Google’s Matt Cutts warns of the death of SEO guest blogging

James is editor in chief of TechForge Media, with a passion for how technologies influence business and several Mobile World Congress events under his belt. James has interviewed a variety of leading figures in his career, from former Mafia boss Michael Franzese, to Steve Wozniak, and Jean Michel Jarre. James can be found tweeting at @James_T_Bourne.

It’s finished, stick a fork in it: Google’s Matt Cutts has officially proclaimed the death of guest blogging for SEO.

In a blog post from yesterday, the head of Google’s webspam team has confirmed what a lot of people already suspected; accepting guest blogs with paid for dofollow links will more likely harm your brand than help it.

“This is why we can’t have nice things in the SEO space,” Cutts ruefully states.

It’s worth noting that Cutts has been preaching this message since 2012, even to the extent of answering the question ‘How can I guest blog without it appearing as if I paid for links?’ in a YouTube video back in October.

Yet this post aims to put an end to that kind of strategy. Cutts added in a postscript that he wasn’t opposed to guest blogging in general – writing for exposure, branding and reach among others) – but he just wants to eradicate the spammy element.

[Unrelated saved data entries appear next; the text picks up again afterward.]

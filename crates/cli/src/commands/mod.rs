pub(crate) mod catalog;
pub(crate) mod configure;

use std::path::PathBuf;

use serde::Serialize;

use crate::config::{self, MerchConfig};
use crate::{fail, OutputFormat};

/// Global flags shared by every subcommand.
pub(crate) struct Context {
    pub output: OutputFormat,
    pub quiet: bool,
    pub config: Option<PathBuf>,
}

impl Context {
    /// The merchandising config, or defaults when none is named.
    pub(crate) fn merch_config(&self) -> MerchConfig {
        match config::load(self.config.as_deref()) {
            Ok(cfg) => cfg,
            Err(e) => fail(&format!("error: {}", e), self.output, self.quiet),
        }
    }

    /// Print `value` as pretty JSON or through `text`, honoring `--quiet`.
    pub(crate) fn emit<T: Serialize>(&self, value: &T, text: impl FnOnce(&T) -> String) {
        if self.quiet {
            return;
        }
        match self.output {
            OutputFormat::Json => {
                let pretty = serde_json::to_string_pretty(value)
                    .unwrap_or_else(|e| format!("serialization error: {}", e));
                println!("{}", pretty);
            }
            OutputFormat::Text => {
                let rendered = text(value);
                if !rendered.is_empty() {
                    println!("{}", rendered.trim_end());
                }
            }
        }
    }
}
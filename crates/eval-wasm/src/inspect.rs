use sku_eval::VariantIndex;
use sku_interchange::Product;

/// Structural summary of a loaded product for configurator UIs: the
/// conditions in display order and, per condition, the facet keys its
/// variants carry and how many are in stock.
pub fn build_inspect(product: &Product) -> serde_json::Value {
    let index = VariantIndex::new(&product.variants);

    let conditions: Vec<serde_json::Value> = index
        .conditions()
        .iter()
        .map(|condition| {
            let variants = index.variants_for(condition);
            let in_stock = variants.iter().filter(|v| v.in_stock()).count();
            serde_json::json!({
                "condition": condition,
                "variants": variants.len(),
                "in_stock": in_stock,
                "facets": index.facet_keys(condition),
            })
        })
        .collect();

    let mut summary = serde_json::json!({
        "id": product.id,
        "variant_count": product.variants.len(),
        "conditions": conditions,
    });
    if let Some(category) = &product.category {
        summary["category"] = serde_json::json!(category);
    }
    if let Some(price) = &product.base_price {
        summary["base_price"] = serde_json::json!(price);
    }
    summary
}
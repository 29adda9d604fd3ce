//! Catalog subcommands: filter, sections, facets.

use std::fmt::Write as _;
use std::path::Path;

use sku_eval::{FacetCount, Section};

use super::Context;
use crate::fail;
use crate::input;

pub(crate) fn cmd_filter(ctx: &Context, catalog_path: &Path, rules_path: &Path) {
    let products = input::load_catalog(ctx, catalog_path);
    let rules = input::load_rules(ctx, rules_path);
    let ids: Vec<String> = sku_eval::filter_products(&products, &rules)
        .into_iter()
        .map(|p| p.id.clone())
        .collect();
    tracing::info!(
        matched = ids.len(),
        total = products.len(),
        rules = rules.len(),
        "filtered catalog"
    );
    ctx.emit(&ids, |ids| {
        ids.iter().fold(String::new(), |mut out, id| {
            let _ = writeln!(out, "{}", id);
            out
        })
    });
}

pub(crate) fn cmd_sections(ctx: &Context, catalog_path: &Path) {
    if crate::config::config_path(ctx.config.as_deref()).is_none() {
        fail(
            "error: sections need a config file (--config or SKU_CONFIG)",
            ctx.output,
            ctx.quiet,
        );
    }
    let config = ctx.merch_config();
    let products = input::load_catalog(ctx, catalog_path);
    let sections = sku_eval::build_sections(&products, &config.sections);
    ctx.emit(&sections, |sections| render_sections(sections));
}

pub(crate) fn cmd_facets(ctx: &Context, catalog_path: &Path, key: &str) {
    let products = input::load_catalog(ctx, catalog_path);
    let counts = sku_eval::facet_counts(&products, key);
    ctx.emit(&counts, |counts| render_counts(counts));
}

fn render_sections(sections: &[Section]) -> String {
    let mut out = String::new();
    for section in sections {
        match &section.title {
            Some(title) => {
                let _ = writeln!(out, "{} ({})", section.id, title);
            }
            None => {
                let _ = writeln!(out, "{}", section.id);
            }
        }
        if section.product_ids.is_empty() {
            let _ = writeln!(out, "  (no products)");
        }
        for id in &section.product_ids {
            let _ = writeln!(out, "  {}", id);
        }
    }
    out
}

fn render_counts(counts: &[FacetCount]) -> String {
    let mut out = String::new();
    for c in counts {
        let _ = writeln!(out, "{}\t{}", c.value, c.count);
    }
    out
}
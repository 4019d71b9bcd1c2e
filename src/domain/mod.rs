// Domain layer: lending entities, scenario records and ports. No I/O here.

pub mod model;
pub mod ports;
pub mod scenario;
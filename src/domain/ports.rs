use crate::domain::model::ItemDetails;
use crate::domain::scenario::{SimulationReport, Step};
use crate::utils::error::Result;

/// Source of the seed data and scripted steps for one lending run.
pub trait ScenarioProvider {
    fn catalog_name(&self) -> &str;
    fn description(&self) -> Option<&str> {
        None
    }
    fn items(&self) -> &[ItemDetails];
    fn borrowers(&self) -> &[String];
    fn steps(&self) -> &[Step];
}

pub trait ReportSink {
    fn emit(&self, report: &SimulationReport) -> Result<()>;
}
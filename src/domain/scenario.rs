use crate::utils::error::LoanError;
use chrono::{DateTime, Utc};
use serde::{Deserialize, Serialize};
use std::fmt;

/// One scripted loan action.
#[derive(Debug, Clone, PartialEq, Eq, Serialize, Deserialize)]
#[serde(tag = "action", rename_all = "snake_case")]
pub enum Step {
    Checkout { borrower: String, title: String },
    Return { borrower: String, title: String },
}

impl Step {
    pub fn checkout(borrower: impl Into<String>, title: impl Into<String>) -> Self {
        Step::Checkout {
            borrower: borrower.into(),
            title: title.into(),
        }
    }

    pub fn return_item(borrower: impl Into<String>, title: impl Into<String>) -> Self {
        Step::Return {
            borrower: borrower.into(),
            title: title.into(),
        }
    }

    pub fn borrower(&self) -> &str {
        match self {
            Step::Checkout { borrower, .. } | Step::Return { borrower, .. } => borrower,
        }
    }

    pub fn title(&self) -> &str {
        match self {
            Step::Checkout { title, .. } | Step::Return { title, .. } => title,
        }
    }

    pub fn kind(&self) -> PhaseKind {
        match self {
            Step::Checkout { .. } => PhaseKind::Checkout,
            Step::Return { .. } => PhaseKind::Return,
        }
    }
}

#[derive(Debug, Clone, Copy, PartialEq, Eq, Serialize)]
#[serde(rename_all = "snake_case")]
pub enum PhaseKind {
    Checkout,
    Return,
}

/// A run of consecutive steps of the same kind and the borrower state after it.
#[derive(Debug, Clone, PartialEq, Eq, Serialize)]
pub struct PhaseSnapshot {
    pub kind: PhaseKind,
    pub steps: usize,
    pub borrowers: Vec<String>,
}

impl fmt::Display for Step {
    fn fmt(&self, f: &mut fmt::Formatter<'_>) -> fmt::Result {
        match self {
            Step::Checkout { borrower, title } => write!(f, "{} checks out '{}'", borrower, title),
            Step::Return { borrower, title } => write!(f, "{} returns '{}'", borrower, title),
        }
    }
}

#[derive(Debug, Clone, PartialEq, Eq, Serialize)]
pub struct StepOutcome {
    pub step: Step,
    pub error: Option<LoanError>,
}

impl StepOutcome {
    pub fn succeeded(&self) -> bool {
        self.error.is_none()
    }
}

#[derive(Debug, Clone, Copy, PartialEq, Eq, Serialize)]
pub struct InventorySummary {
    pub total: usize,
    pub available: usize,
    pub on_loan: usize,
}

#[derive(Debug, Clone, PartialEq, Eq, Serialize)]
pub struct BorrowerHoldings {
    pub name: String,
    pub titles: Vec<String>,
}

#[derive(Debug, Clone, Serialize)]
pub struct SimulationReport {
    pub catalog_name: String,
    pub description: Option<String>,
    /// The catalog's `Display` line before any step runs.
    pub catalog_line: String,
    pub available_before: Vec<String>,
    pub outcomes: Vec<StepOutcome>,
    pub phases: Vec<PhaseSnapshot>,
    pub available_after: Vec<String>,
    pub summary: InventorySummary,
    pub holdings: Vec<BorrowerHoldings>,
    /// Final state of every item, rendered with its `Display` form.
    pub items: Vec<String>,
    pub generated_at: DateTime<Utc>,
}

impl SimulationReport {
    pub fn failed_steps(&self) -> impl Iterator<Item = &StepOutcome> {
        self.outcomes.iter().filter(|o| !o.succeeded())
    }
}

“We see a lot more spammy attempts to do guest blogging,” he wrote. “Because of that, I’d recommend scepticism (or at least caution) when someone reaches out and offers you a guest blog article.”

The SEO landscape has changed inordinately over the past year, with Google continuing to pitch curve balls in order to keep professionals on their toes and throw off those who want to bend the rules.

MarketingTech has covered the changes which eventually became Google Penguin, with strong changes continually being advocated.

Amy Edwards, SEO manager for Bubble Jobs, wrote in MarketingTech in September that the SERPs “have been all over the place for the last nine months or so”, with the move to encrypt all searches leading to “keyword headaches” for SEO experts.

What’s your view on this, as a reader and as a blogger?